Geriatric care costs
Sad but true, says lawyer Ross Holmes and author of the book Success with Trusts, full-time geriatric care costs $3000 a month, plus your pension. Fine if you're single and have no dependants to inherit your wealth. But pity the poor spouse left at home footing the bill, right down to the last $160,000 equity in their home and all other assets. The good news is that recent changes to the law mean if you transfer your home into a family trust, then any increase in value from then on will escape the geriatric care means test. Add to that the $27,000 per year (or $54,000 for a couple) you can gift to their trust each year, you can build up a considerable chunk of money over time. "These exceptions are only of benefit for people who start planning well in advance," says Holmes.
Protecting the bloodline
It's worth putting your home and assets in a family trust before starting a new relationship, says Holmes, in case Mr or Mrs Hercules comes along and takes half after three years. Even when partners and spouses are specifically "precluded" as beneficiaries from trusts they can contest a will. Your will, says Holmes, should leave your assets to a trust. "It doesn't save tax, but it does save your assets." Holmes adds that too many people fail to think what would happen to their trusts' assets if they and their children all died at the same time.
Paying for children's education
Since 2002, minors who receive money from trusts have been taxed at 33 per cent - even though most are on the 19.5 per cent marginal tax rate.

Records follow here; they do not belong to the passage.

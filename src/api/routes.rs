//! API route configuration.
//!
//! Chart endpoints require a backend token via
//! [`crate::api::middleware::auth`]; the page-control helper is public.

use crate::api::handlers::{
    pager_handler, summary_handler, trips_by_company_handler, trips_over_time_handler,
};
use crate::state::AppState;
use axum::{Router, routing::get};

/// Routes protected by bearer token or session cookie.
///
/// # Endpoints
///
/// - `GET /analytics/summary`          - Summary card figures
/// - `GET /analytics/trips-by-company` - Pie chart slices with shares
/// - `GET /analytics/trips-over-time`  - Daily series without gaps
pub fn protected_routes() -> Router<AppState> {
    Router::new()
        .route("/analytics/summary", get(summary_handler))
        .route("/analytics/trips-by-company", get(trips_by_company_handler))
        .route("/analytics/trips-over-time", get(trips_over_time_handler))
}

/// Public API routes.
///
/// # Endpoints
///
/// - `GET /pager?page=&total_pages=` - Page controls for client-side tables
pub fn public_routes() -> Router<AppState> {
    Router::new().route("/pager", get(pager_handler))
}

If, however you've got children in full-time education (school or university) that are over the age of 16, trust profits can be used to pay their education taxed at their marginal tax rate. If the parent or parents are paying 39 per cent tax, then paying just 19.5 per cent tax on the money used to fund your children's education is a tax saving indeed.
Trading trusts
Grbin says trading trusts can be useful for business owners to shelter some of their income against tax. If, for example, you are a dentist and the market value of your work is $100,000 a year, yet you earn $150,000 a year, the amount you earn over and above your market value can be retained by your trading trust and taxed at 33 per cent, not the 39 per cent it would be otherwise. It can be difficult, however, to transfer an existing business into a trading trust without it appearing as tax avoidance, says Grbin. "For new start-up businesses, this is a real opportunity."
Trust expert Bill Patterson, of Patterson Hopkins in Auckland, says probably the top trick with trusts is not to extract every last cent of tax savings, but to employ a co-operative approach to managing it - making family members less likely to "hover around the grave" waiting to blow the money on a new Porsche.
It was reported following the Association of Superannuation Funds of New Zealand (Asfonz) conference last week that minors under the age of 16 would be able to qualify for $1000 of free money from the Government's KiwiSaver accounts if they were employed by family trusts to do jobs such as lawn mowing.
However, trust experts we spoke to said it wouldn't fly and you'd end up paying more to your accountant to administer the ruse than you'd get from the Government.
None the less, it will be possible for self-employed people and business owners to put their children on the payroll and thus qualify them for KiwiSaver, says Holmes.
Part-time teenage workers will also qualify.
* Meanwhile Government proposals to raise the tax rate on family trusts to 36 per cent from the current 33 per cent is based on a "fallacy" that most people with trusts pay tax at 39 per cent and have trusts as a tax ruse, says Patterson. The Trustees Association has described this tax increase as "inheritance tax in disguise".